**Work required**
Work out how many lines of the entries have the word "filename" in them. Respond with that number only.

(Collected data)
use serde::{Deserialize, Serialize};
use strum::{Display, EnumIter};

/// Membership tiers the backend accepts, in the order forms cycle through them.
pub const MEMBERSHIP_TYPES: [&str; 4] = ["Gold", "Silver", "Bronze", "Basic"];

/// Ein Kundendatensatz, wie ihn das Backend speichert.
/// Die `id` vergibt ausschließlich das Backend.
#[derive(Debug, Clone, PartialEq, Serialize, Deserialize)]
#[serde(rename_all = "camelCase")]
pub struct Customer {
    pub id: i64,
    pub first_name: String,
    pub last_name: String,
    pub email: String,
    pub phone: String,
    pub address: String,
    pub city: String,
    pub membership_type: String,
}

impl Customer {
    pub fn full_name(&self) -> String {
        format!("{} {}", self.first_name, self.last_name)
    }
}

/// The editable attributes of a record, without identity. A form owns one of
/// these while the user composes a create or edit submission.
#[derive(Debug, Clone, Default, PartialEq, Serialize, Deserialize)]
#[serde(rename_all = "camelCase")]
pub struct CustomerDraft {
    pub first_name: String,
    pub last_name: String,
    pub email: String,
    pub phone: String,
    pub address: String,
    pub city: String,
    pub membership_type: String,
}

impl CustomerDraft {
    /// Copy with surrounding whitespace removed from every attribute.
    /// Drafts are trimmed once, right before they are handed to the backend.
    pub fn trimmed(&self) -> Self {
        Self {
            first_name: self.first_name.trim().to_string(),
            last_name: self.last_name.trim().to_string(),
            email: self.email.trim().to_string(),
            phone: self.phone.trim().to_string(),
            address: self.address.trim().to_string(),
            city: self.city.trim().to_string(),
            membership_type: self.membership_type.trim().to_string(),
        }
    }
}

impl From<&Customer> for CustomerDraft {
    fn from(customer: &Customer) -> Self {
        Self {
            first_name: customer.first_name.clone(),
            last_name: customer.last_name.clone(),
            email: customer.email.clone(),
            phone: customer.phone.clone(),
            address: customer.address.clone(),
            city: customer.city.clone(),
            membership_type: customer.membership_type.clone(),
        }
    }
}

/// Editable attributes in the order forms present them. The `Display`
/// serialization doubles as the on-screen label.
#[derive(Debug, Clone, Copy, PartialEq, Eq, Hash, Display, EnumIter)]
pub enum Field {
    #[strum(serialize = "First Name")]
    FirstName,
    #[strum(serialize = "Last Name")]
    LastName,
    #[strum(serialize = "Email")]
    Email,
    #[strum(serialize = "Phone")]
    Phone,
    #[strum(serialize = "Address")]
    Address,
    #[strum(serialize = "City")]
    City,
    #[strum(serialize = "Membership Type")]
    MembershipType,
}

impl Field {
    pub fn get(self, draft: &CustomerDraft) -> &str {
        match self {
            Field::FirstName => &draft.first_name,
            Field::LastName => &draft.last_name,
            Field::Email => &draft.email,
            Field::Phone => &draft.phone,
            Field::Address => &draft.address,
            Field::City => &draft.city,
            Field::MembershipType => &draft.membership_type,
        }
    }

    pub fn set(self, draft: &mut CustomerDraft, value: String) {
        match self {
            Field::FirstName => draft.first_name = value,
            Field::LastName => draft.last_name = value,
            Field::Email => draft.email = value,
            Field::Phone => draft.phone = value,
            Field::Address => draft.address = value,
            Field::City => draft.city = value,
            Field::MembershipType => draft.membership_type = value,
        }
    }
}

#[cfg(test)]
mod tests {
    use super::*;
    use pretty_assertions::assert_eq;
    use strum::IntoEnumIterator;

    fn sample() -> Customer {
        Customer {
            id: 7,
            first_name: "Ann".to_string(),
            last_name: "Lee".to_string(),
            email: "ann.lee@example.com".to_string(),
            phone: "555-0101".to_string(),
            address: "1 Main St".to_string(),
            city: "Springfield".to_string(),
            membership_type: "Gold".to_string(),
        }
    }

    #[test]
    fn serializes_with_camel_case_keys() {
        let value = serde_json::to_value(sample()).unwrap();
        assert_eq!(value["firstName"], "Ann");
        assert_eq!(value["lastName"], "Lee");
        assert_eq!(value["membershipType"], "Gold");
        assert!(value.get("first_name").is_none());
    }

    #[test]
    fn deserializes_backend_payload() {
        let json = r#"{
            "id": 3,
            "firstName": "Bob",
            "lastName": "Stone",
            "email": "bob@example.com",
            "phone": "555-0102",
            "address": "2 Oak Ave",
            "city": "Shelbyville",
            "membershipType": "Basic"
        }"#;
        let customer: Customer = serde_json::from_str(json).unwrap();
        assert_eq!(customer.id, 3);
        assert_eq!(customer.first_name, "Bob");
        assert_eq!(customer.membership_type, "Basic");
    }

    #[test]
    fn draft_from_customer_copies_every_attribute() {
        let customer = sample();
        let draft = CustomerDraft::from(&customer);
        for field in Field::iter() {
            assert!(!field.get(&draft).is_empty());
        }
        assert_eq!(draft.email, customer.email);
    }

    #[test]
    fn trimmed_strips_surrounding_whitespace_only() {
        let mut draft = CustomerDraft::from(&sample());
        draft.first_name = "  Ann ".to_string();
        draft.address = " 1 Main St  ".to_string();
        let trimmed = draft.trimmed();
        assert_eq!(trimmed.first_name, "Ann");
        assert_eq!(trimmed.address, "1 Main St");
        assert_eq!(trimmed.email, "ann.lee@example.com");
    }

    #[test]
    fn field_accessors_round_trip() {
        let mut draft = CustomerDraft::default();
        Field::City.set(&mut draft, "Berlin".to_string());
        assert_eq!(Field::City.get(&draft), "Berlin");
        assert_eq!(Field::Phone.get(&draft), "");
    }

    #[test]
    fn full_name_joins_first_and_last() {
        assert_eq!(sample().full_name(), "Ann Lee");
    }
}
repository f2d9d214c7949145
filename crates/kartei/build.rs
use anyhow::Result;
use vergen_gix::{BuildBuilder, CargoBuilder, Emitter, GixBuilder};

fn main() -> Result<()> {
    let build = BuildBuilder::all_build()?;
    let gix = GixBuilder::all_git()?;
    let cargo = CargoBuilder::all_cargo()?;
    Emitter::default()
        .add_instructions(&build)?
        .add_instructions(&gix)?
        .add_instructions(&cargo)?
        .emit()
}
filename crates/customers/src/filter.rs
use crate::model::Customer;

/// Derives the visible rows for a search term: case-insensitive substring
/// match against first name, last name or email. The empty term keeps every
/// record, in backend order. The term is matched as typed, not trimmed.
pub fn apply(customers: &[Customer], term: &str) -> Vec<Customer> {
    if term.is_empty() {
        return customers.to_vec();
    }
    let needle = term.to_lowercase();
    customers
        .iter()
        .filter(|customer| {
            customer.first_name.to_lowercase().contains(&needle)
                || customer.last_name.to_lowercase().contains(&needle)
                || customer.email.to_lowercase().contains(&needle)
        })
        .cloned()
        .collect()
}

#[cfg(test)]
mod tests {
    use super::*;
    use pretty_assertions::assert_eq;

    fn customer(id: i64, first: &str, last: &str, email: &str) -> Customer {
        Customer {
            id,
            first_name: first.to_string(),
            last_name: last.to_string(),
            email: email.to_string(),
            phone: "555-0100".to_string(),
            address: "1 Main St".to_string(),
            city: "Springfield".to_string(),
            membership_type: "Basic".to_string(),
        }
    }

    fn roster() -> Vec<Customer> {
        vec![
            customer(1, "Ann", "Lee", "ann.lee@example.com"),
            customer(2, "Bob", "Stone", "bob@example.com"),
            customer(3, "Kathleen", "Price", "kp@example.com"),
            customer(4, "Carol", "Diaz", "carol@leeward.org"),
        ]
    }

    #[test]
    fn empty_term_keeps_every_record_in_order() {
        let all = roster();
        let visible = apply(&all, "");
        assert_eq!(visible, all);
    }

    #[test]
    fn matches_are_case_insensitive_across_name_and_email() {
        let visible = apply(&roster(), "LEE");
        let ids: Vec<i64> = visible.iter().map(|c| c.id).collect();
        // Ann by last name, Kathleen by first name, Carol by email domain.
        assert_eq!(ids, vec![1, 3, 4]);
    }

    #[test]
    fn phone_address_and_city_are_not_searched() {
        assert!(apply(&roster(), "555-0100").is_empty());
        assert!(apply(&roster(), "Main St").is_empty());
        assert!(apply(&roster(), "Springfield").is_empty());
    }

    #[test]
    fn term_is_not_trimmed_before_matching() {
        assert!(apply(&roster(), " lee").is_empty());
    }

    #[test]
    fn filtering_an_already_filtered_list_changes_nothing() {
        let once = apply(&roster(), "lee");
        let twice = apply(&once, "lee");
        assert_eq!(once, twice);
    }

    #[test]
    fn unmatched_term_yields_no_rows() {
        assert!(apply(&roster(), "zz").is_empty());
    }
}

**Answer to this exercise**
2